Cooperation between the RING+B1-B2 and coiled-coil domains of PML is necessary for its effects on cell survival (original) (raw)

• Original Paper
• Published: 09 June 1998
• Myriam Alcalay2,
• Lucia Tomassoni2,
• Pier Francesco Ferrucci2,
• Amedea Mencarelli1,
• Daniela Riganelli1,
• Francesco Grignani1,
• Tullio Pozzan3,
• Ildo Nicoletti1,
• Fausto Grignani1 &
• …
• Pier Giuseppe Pelicci1,2

Oncogene volume 16, pages 2905–2913 (1998)Cite this article

Abstract

PML/RARα is the abnormal protein product of the Acute Promyelocytic Leukemia-specific 15;17 translocation. Both the PML and RARα components are required for the PML/RARα biological activities, namely its capacity to block differentiation and to increase survival of haematopoietic precursors.

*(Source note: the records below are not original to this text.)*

//! 设备扫描模块
//!
//! 枚举主机蓝牙栈中已配对的设备名。扫描失败不向上传播，
//! 而是记录日志并返回空集合。

pub mod bluetoothctl;
pub mod list;

use async_trait::async_trait;
use std::collections::BTreeSet;
use std::sync::Arc;

use crate::config::{ScannerBackend, ScannerConfig};

pub use bluetoothctl::BluetoothctlScanner;
pub use list::ListScanner;

/// 已配对设备枚举
#[cfg_attr(test, mockall::automock)]
#[async_trait]
pub trait DeviceScanner: Send + Sync {
    /// 当前可见的已配对设备名；失败时为空集合
    async fn list_paired_device_names(&self) -> BTreeSet<String>;
}

/// 根据配置创建扫描器
pub fn create_scanner(config: &ScannerConfig) -> Arc<dyn DeviceScanner> {
    match config.backend {
        ScannerBackend::Bluetoothctl => Arc::new(BluetoothctlScanner::new(config)),
        ScannerBackend::Static => Arc::new(ListScanner::new(config.static_devices.clone())),
    }
}
use async_trait::async_trait;
use chrono::NaiveDate;
use serde_json::{Map, Value};
use std::fmt;

use crate::clock::date_key;
use crate::error::Result;

/// 层级文档存储中的路径
#[derive(Debug, Clone, PartialEq, Eq, Hash)]
pub struct StorePath {
    segments: Vec<String>,
}

impl StorePath {
    /// 根节点
    pub fn root() -> Self {
        Self {
            segments: Vec::new(),
        }
    }

    /// 追加一个子节点
    pub fn child(mut self, segment: impl Into<String>) -> Self {
        self.segments.push(segment.into());
        self
    }

    /// `/students`
    pub fn students() -> Self {
        Self::root().child("students")
    }

    /// `/students/{id}`
    pub fn student(id: &str) -> Self {
        Self::students().child(id)
    }

    /// `/students/{id}/attendance/{date}`
    pub fn attendance(student_id: &str, date: NaiveDate) -> Self {
        Self::student(student_id)
            .child("attendance")
            .child(date_key(date))
    }

    /// `/modules`
    pub fn modules() -> Self {
        Self::root().child("modules")
    }

    /// `/modules/{id}`
    pub fn module(id: &str) -> Self {
        Self::modules().child(id)
    }

    /// `/modules/{id}/{date}`
    pub fn module_day(module_id: &str, date: NaiveDate) -> Self {
        Self::module(module_id).child(date_key(date))
    }

    pub fn segments(&self) -> &[String] {
        &self.segments
    }
}

impl fmt::Display for StorePath {
    fn fmt(&self, f: &mut fmt::Formatter<'_>) -> fmt::Result {
        if self.segments.is_empty() {
            return f.write_str("/");
        }
        for segment in &self.segments {
            write!(f, "/{segment}")?;
        }
        Ok(())
    }
}

/// 远程层级键值文档存储
///
/// - `read` 读取节点，不存在时返回 `None`
/// - `write` 整体替换节点（写入 `null` 删除节点）
/// - `update` 按键合并：只替换 `partial` 中出现的子键，其余子键保持不变
#[async_trait]
pub trait DocumentStore: Send + Sync {
    async fn read(&self, path: &StorePath) -> Result<Option<Value>>;

    async fn write(&self, path: &StorePath, document: &Value) -> Result<()>;

    async fn update(&self, path: &StorePath, partial: &Map<String, Value>) -> Result<()>;
}
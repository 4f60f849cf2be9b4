//! 存储层模块
//!
//! 提供远程文档存储访问，支持 Firebase 风格的 REST 后端和进程内存储。

pub mod factory;
pub mod memory;
pub mod repository;
pub mod rest;
pub mod store;

pub use factory::StorageFactory;
pub use memory::MemoryStore;
pub use repository::{ModuleRepository, StudentRepository};
pub use rest::RestStore;
pub use store::{DocumentStore, StorePath};
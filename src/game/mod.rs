pub mod arrangement;
pub mod catalog;
pub mod notice;
pub mod rules;
pub mod selector;
pub mod session;
pub mod verifier;
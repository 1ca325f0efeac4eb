use std::cell::RefCell;
use std::rc::Rc;
use std::sync::Once;

use gio::SimpleAction;
use gtk4 as gtk;
use gtk4::gdk;
use gtk4::prelude::*;
use libadwaita as adw;
use adw::prelude::*;

use super::board::{CONTENT_MARGIN, build_drop_area};
use super::dialogs::{show_about_dialog, show_instructions_dialog};
use super::hud::{build_clock, set_header_menu, update_hud};
use super::scene::{refresh, show_notice};
use super::state::AppState;
use crate::game::arrangement::Zone;
use crate::game::catalog::Catalog;
use crate::game::session::{Effect, Event, Session};

const APP_ID: &str = "io.github.puzzlerace.PuzzleRace";
const RESOURCE_PREFIX: &str = "/io/github/puzzlerace/PuzzleRace";

/// Feeds one event to the session and carries out what it asks for.
pub(super) fn dispatch(state: &Rc<RefCell<AppState>>, event: Event) {
    let effects = state.borrow_mut().session.handle(event);
    apply_effects(state, effects);
    refresh(state);
}

pub(super) fn apply_effects(state: &Rc<RefCell<AppState>>, effects: Vec<Effect>) {
    for effect in effects {
        match effect {
            Effect::Notify(notice) => show_notice(state, &notice),
            Effect::Schedule(task) => {
                let state_task = state.clone();
                glib::timeout_add_local_once(
                    std::time::Duration::from_millis(task.delay_ms),
                    move || {
                        let effects = state_task.borrow_mut().session.fire(task);
                        apply_effects(&state_task, effects);
                        refresh(&state_task);
                    },
                );
            }
        }
    }
}

pub fn run(catalog: Catalog) -> glib::ExitCode {
    glib::set_prgname(Some(APP_ID));
    let app = adw::Application::builder().application_id(APP_ID).build();

    // GApplication may activate more than once; each window gets its own session.
    let catalog = Rc::new(catalog);
    app.connect_activate(move |app| {
        load_css();

        let session = Session::new(catalog.as_ref().clone());
        let levels_to_win = session.levels_to_win();
        let state = Rc::new(RefCell::new(AppState::new(session)));

        let instructions_action = SimpleAction::new("instructions", None);
        instructions_action.connect_activate({
            let app = app.clone();
            move |_, _| {
                show_instructions_dialog(&app, levels_to_win);
            }
        });
        app.add_action(&instructions_action);

        let about_action = SimpleAction::new("about", None);
        about_action.connect_activate({
            let app = app.clone();
            move |_, _| {
                show_about_dialog(&app);
            }
        });
        app.add_action(&about_action);

        let quit_action = SimpleAction::new("quit", None);
        quit_action.connect_activate({
            let app = app.clone();
            move |_, _| app.quit()
        });
        app.add_action(&quit_action);

        let title_menu = gtk::Label::new(None);
        title_menu.set_markup("<b>Puzzle Race</b>");
        title_menu.set_halign(gtk::Align::Center);

        let title_game_box = gtk::Box::new(gtk::Orientation::Vertical, 0);
        title_game_box.set_valign(gtk::Align::Center);
        title_game_box.set_halign(gtk::Align::Center);
        title_game_box.set_hexpand(true);

        let title_game_main = gtk::Label::builder()
            .label("Puzzle Race")
            .halign(gtk::Align::Center)
            .css_classes(vec!["game-title-main"])
            .build();
        let title_game_subtitle = gtk::Label::builder()
            .label("")
            .halign(gtk::Align::Center)
            .css_classes(vec!["game-title-subtitle", "caption"])
            .build();
        title_game_box.append(&title_game_main);
        title_game_box.append(&title_game_subtitle);

        let header = adw::HeaderBar::builder().title_widget(&title_menu).build();
        header.add_css_class("app-header");
        header.add_css_class("flat");

        let reset_button = gtk::Button::builder()
            .icon_name("view-refresh-symbolic")
            .build();
        reset_button.set_tooltip_text(Some("Reset Game"));
        reset_button.connect_clicked({
            let state = state.clone();
            move |_| dispatch(&state, Event::Reset)
        });
        header.pack_start(&reset_button);

        let menu_model = gio::Menu::new();
        menu_model.append(Some("How to Play"), Some("app.instructions"));
        menu_model.append(Some("About Puzzle Race"), Some("app.about"));
        menu_model.append(Some("Quit"), Some("app.quit"));
        let menu_button = gtk::MenuButton::builder()
            .icon_name("open-menu-symbolic")
            .menu_model(&menu_model)
            .build();
        header.pack_end(&menu_button);

        let view_stack = gtk::Stack::new();
        view_stack.set_hexpand(true);
        view_stack.set_vexpand(true);
        view_stack.set_hhomogeneous(false);
        view_stack.set_vhomogeneous(false);
        view_stack.set_transition_duration(300);

        let menu_view = build_menu_view(&state);
        view_stack.add_named(&menu_view, Some("menu"));
        let game_view = build_game_view(&state);
        view_stack.add_named(&game_view, Some("game"));
        let completed_view = build_completed_view(&state);
        view_stack.add_named(&completed_view, Some("completed"));
        view_stack.set_visible_child_name("menu");

        let overlay = gtk::Overlay::new();
        overlay.set_child(Some(&view_stack));
        overlay.add_overlay(&build_notice_overlay(&state));

        let toolbar = adw::ToolbarView::new();
        toolbar.set_hexpand(true);
        toolbar.set_vexpand(true);
        toolbar.add_top_bar(&header);
        toolbar.set_content(Some(&overlay));

        let win = adw::ApplicationWindow::builder()
            .application(app)
            .title("Puzzle Race")
            .default_width(1040)
            .default_height(720)
            .content(&toolbar)
            .build();
        win.set_size_request(360, 560);
        win.add_css_class("app-window");

        {
            let mut st = state.borrow_mut();
            st.view_stack = Some(view_stack);
            st.header = Some(header);
            st.reset_button = Some(reset_button);
            st.title_menu = Some(title_menu);
            st.title_game = Some(title_game_box.upcast::<gtk::Widget>());
            st.title_game_subtitle = Some(title_game_subtitle);
        }

        let global_key = gtk::EventControllerKey::new();
        global_key.set_propagation_phase(gtk::PropagationPhase::Capture);
        global_key.connect_key_pressed({
            let state = state.clone();
            move |_, key, _, _| {
                if key == gdk::Key::Escape && state.borrow().visible_view != "menu" {
                    dispatch(&state, Event::Reset);
                    return glib::Propagation::Stop;
                }
                glib::Propagation::Proceed
            }
        });
        win.add_controller(global_key);

        // Closing the window discards the session; pending follow-ups see a new
        // generation and do nothing.
        win.connect_close_request({
            let state = state.clone();
            move |_| {
                state.borrow_mut().session.reset();
                glib::Propagation::Proceed
            }
        });

        set_header_menu(&state);
        refresh(&state);
        win.present();
    });

    app.run()
}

The physiological role of PML and its contribution to the function of the fusion protein are unknown. PML localizes to the cytoplasm and within specific nuclear bodies (NBs). In vitro, overexpression of PML correlates with suppression of cell transformation. The PML aminoterminal portion retained within the PML/RARα protein contains the RING finger, two newly defined cystein/histidine-rich motifs called B-boxes (B1 and B2) and a coiled-coil region. We report here that PML has a growth suppressive activity in all the cell lines tested, regardless of their transformed phenotype, and that the cellular basis for the PML growth suppression is induction of apoptotic cell death. Analysis of various nuclear and cytoplasmic PML isoforms showed that the PML growth suppressive activity correlates with its nuclear localization. Analysis of the localization and growth suppressive activity demonstrated that: (i) the Ring+B1-B2 and coiled-coil regions are both indispensable and sufficient to target PML to the NBs; (ii) individual deletions of the various PML domains have no effect on its growth suppressor activity; (iii) the Ring+B1-B2 region exerts a partial growth suppressor activity but its fusion with the coiled-coil region is sufficient to recapitulate the suppressive function of wild type PML. These results indicate that PML is involved in cell survival regulation and that the PML component of the fusion protein (Ring+B1-B2 and coiled-coil regions) retains intact biological activity, thereby suggesting that the effects of PML/RARα on survival derive from the activation of the incorporated PML sequence.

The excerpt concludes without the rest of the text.